Maxwell, Elliot. 2012. “The Future of Taxpayer-Funded Research: Who Will Control Access to the Results?.” http://www.emaxwell.net/linked/DCCReport_Final_Feb2012.pdf.

Shieber, Stuart M. 2009. “Equity for Open-Access Journal Publishing.” PLoS Biology 7. http://dx.doi.org/10.1371/journal.pbio.1000165.

———. 2013. “Why Open Access Is Better for Scholarly Societies.” The Occasional Pamphlet (29 January). http://blogs.law.harvard.edu/pamphlet/2013/01/29/why-open-access-is-better-for-scholarly-societies/.

Suber, Peter. 2012. “Tectonic Movements toward OA in the UK and Europe.” SPARC Open Access Newsletter (2 September). http://nrs.harvard.edu/urn-3:HUL.InstRepos:9723075.
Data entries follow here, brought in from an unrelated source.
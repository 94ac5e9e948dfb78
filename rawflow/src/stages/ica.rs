//! ICA artifact-removal stage.
//!
//! The decomposition is fitted once per subject across the training
//! sessions and stored next to the raw data. Fitting is an explicit step
//! ([`super::CachedPipe::make_ica`]): components need human review, so
//! loading never fits on its own and fails if no decomposition exists.
//!
//! A decomposition is only valid for the channel set it was fitted on, and
//! that set changes with the bad channels. The stage's mtime therefore
//! includes the bad-channel files of all training sessions, so a cached
//! output is recomputed and the stale decomposition reported after any of
//! them changes.

use super::cached::Upstream;
use super::{LoadOptions, RawPipe};
use crate::config::PipelineConfig;
use crate::core::{Decomposition, RawSignal};
use crate::errors::{InvalidParameter, MissingInputFile, RawflowError, Result, StaleArtifact};
use crate::io::PathTemplate;
use std::collections::BTreeSet;
use std::path::PathBuf;
use tracing::{debug, info};

/// Training sessions and fit options of an ICA stage.
#[derive(Debug, Clone, PartialEq)]
pub struct IcaParams {
    /// Sessions concatenated for fitting, in order.
    pub sessions: Vec<String>,
    /// Options passed to the fit routine.
    pub options: serde_json::Map<String, serde_json::Value>,
}

impl IcaParams {
    /// Creates ICA parameters.
    ///
    /// # Errors
    ///
    /// Returns [`InvalidParameter`] if no training session is given.
    pub fn new(sessions: impl IntoIterator<Item = impl Into<String>>) -> Result<Self> {
        let sessions: Vec<String> = sessions.into_iter().map(Into::into).collect();
        if sessions.is_empty() {
            return Err(InvalidParameter::new("session", "ICA needs at least one training session").into());
        }
        Ok(Self {
            sessions,
            options: serde_json::Map::new(),
        })
    }

    /// Sets options for the fit routine.
    #[must_use]
    pub fn with_options(mut self, options: serde_json::Map<String, serde_json::Value>) -> Self {
        self.options = options;
        self
    }

    /// Fit options with defaults applied.
    ///
    /// Unless given, `max_iter` is 256 and epochs are rejected above
    /// 5 pT (mag), 500 pT/m (grad) and 300 µV (eeg).
    #[must_use]
    pub fn fit_options(&self) -> serde_json::Map<String, serde_json::Value> {
        let mut options = serde_json::Map::new();
        options.insert("max_iter".into(), serde_json::json!(256));
        options.insert(
            "reject".into(),
            serde_json::json!({"mag": 5e-12, "grad": 5e-10, "eeg": 3e-4}),
        );
        options.extend(self.options.clone());
        options
    }

    /// Sorted union of the bad channels of all training sessions.
    pub(crate) fn load_bad_channels(&self, parent: &dyn RawPipe, subject: &str) -> Result<Vec<String>> {
        let mut bad_chs = BTreeSet::new();
        for session in &self.sessions {
            bad_chs.extend(parent.load_bad_channels(subject, session)?);
        }
        Ok(bad_chs.into_iter().collect())
    }

    pub(crate) fn make_ica(&self, up: &Upstream<'_>, subject: &str) -> Result<PathBuf> {
        let path = ica_path(&up.ctx.config, up.name, subject);
        let bad_chs = self.load_bad_channels(up.parent, subject)?;
        let unmarked = LoadOptions::default().without_bad_channels();

        let (first, rest) = self
            .sessions
            .split_first()
            .ok_or_else(|| RawflowError::Internal(format!("ICA {:?} has no sessions", up.name)))?;
        let mut raw = up.parent.load(subject, first, unmarked)?;
        raw.info.bads.clone_from(&bad_chs);

        if path.exists() {
            let ica = up.ctx.store.read_decomposition(&path)?;
            if ica.matches_channels(&raw) {
                debug!(stage = up.name, subject, "ICA is up to date");
                return Ok(path);
            }
            info!(stage = up.name, subject, "ICA outdated due to change in bad channels");
        }

        for session in rest {
            let next = up.parent.load(subject, session, unmarked)?;
            raw.append(&next)?;
        }

        debug!(stage = up.name, subject, sessions = ?self.sessions, "Computing ICA decomposition");
        let ica = up.ctx.processor.fit_ica(&raw, &self.fit_options())?;
        if !ica.matches_channels(&raw) {
            return Err(RawflowError::Internal(format!(
                "ICA fitted on {:?}, expected good channels {:?}",
                ica.ch_names,
                raw.good_data_channels()
            )));
        }
        if let Some(dir) = path.parent() {
            std::fs::create_dir_all(dir)?;
        }
        up.ctx.store.write_decomposition(&path, &ica)?;
        info!(stage = up.name, subject, path = %path.display(), "Saved ICA");
        Ok(path)
    }

    pub(crate) fn make(&self, up: &Upstream<'_>, subject: &str, session: &str) -> Result<RawSignal> {
        let mut raw = up.parent.load(subject, session, LoadOptions::default().preloaded())?;
        raw.info.bads = self.load_bad_channels(up.parent, subject)?;
        let ica = load_ica(up, subject)?;
        if !ica.matches_channels(&raw) {
            return Err(StaleArtifact {
                stage: up.name.to_string(),
                subject: subject.to_string(),
                current: raw.good_data_channels(),
                fitted: ica.ch_names,
            }
            .into());
        }
        debug!(stage = up.name, subject, session, "Applying ICA");
        up.ctx.processor.apply_ica(&ica, &mut raw)?;
        Ok(raw)
    }

    pub(crate) fn dict_entries(&self, out: &mut serde_json::Map<String, serde_json::Value>) {
        out.insert("session".into(), serde_json::json!(self.sessions));
        out.insert("kwargs".into(), serde_json::Value::Object(self.options.clone()));
    }
}

/// Location of the decomposition of ICA stage `name` for one subject.
#[must_use]
pub fn ica_path(config: &PipelineConfig, name: &str, subject: &str) -> PathBuf {
    let root = config.root.to_string_lossy();
    PathTemplate::new(config.raw_dir.clone())
        .join(&config.ica_file)
        .format(&[("root", &root), ("subject", subject), ("raw", name)])
}

pub(crate) fn load_ica(up: &Upstream<'_>, subject: &str) -> Result<Decomposition> {
    let path = ica_path(&up.ctx.config, up.name, subject);
    if !path.exists() {
        return Err(MissingInputFile::new(
            path,
            format!(
                "ICA file does not exist for raw={:?}, subject={subject:?}. \
                 Run make_ica() to create it.",
                up.name
            ),
        )
        .into());
    }
    up.ctx.store.read_decomposition(&path)
}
UK, Research Councils. 2013. “RCUK Policy on Open Access and Supporting Guidance.” http://www.rcuk.ac.uk/documents/documents/RCUKOpenAccessPolicy.pdf.

Notes

  1. The report also provides a series of recommendations for increasing access within public libraries, strengthening the operations of institutional article repositories, gathering and analyzing pertinent data, reviewing how learned societies might be better supported, adjusting tax policy for journal publishers, and so forth. Many of these recommendations are reasonable and appropriate, but my main concern is the primary recommendations that relate to the market structure of journal publishing.
  2. For instance, Library Journal’s annual Periodicals Price Survey (Bosch and Henderson 2013) reported a 6% average price increase for 2013 during a period in which inflation increased at 1.7%, continuing their tracking of a multiple-decades-long trend of serials price increases at several times the rate of inflation.
  3. See the discussion by Peter Suber arguing that we should “weigh the demonstrable degree of harm to publishers against the demonstrable degree of benefit to research, researchers, research institutions, and taxpayers…. In short, we needn’t let fear of harm serve as evidence of harm, and we needn’t assume without discussion that even evidence of harm to subscription publishers would justify compromising the public interest in public access to publicly-funded research.” (Suber 2012)
  4. The term ‘open-access journal’ covers any journal that makes its scholarly article content freely and openly available online. However, we use the term here (as in the Finch Report) to refer to journals using a revenue model based on APCs. Although at present only a minority of OA journals charge any APCs, for the purpose of discussion of revenue models, the APC approach is the most plausible one for sustaining open-access journals in the long run. Already, it is used nearly universally by the major open-access journal providers.
  5. I have previously provided a fuller discussion of these issues of the difference between the subscription market and the open-access market, especially in the context of scholarly society publishing programs. (Shieber 2013)
  6. The treatment of hybrid journals we propose is appropriately subtle. Though authors are free to provide for the required open access by publishing in a hybrid journal (1), the funders would not underwrite the associated fee (3) as they would for a fully open-access journal (2).
  7. Although there are subscription journals that are not hybrid journals, the major publishers are uniformly moving in the direction of providing for hybrid fees, and smaller publishers are likely to follow suit over time. The Finch Report is silent on what to do about articles published in non-hybrid subscription journals. In the RCUK implementation documents, they allow green open access just in that case.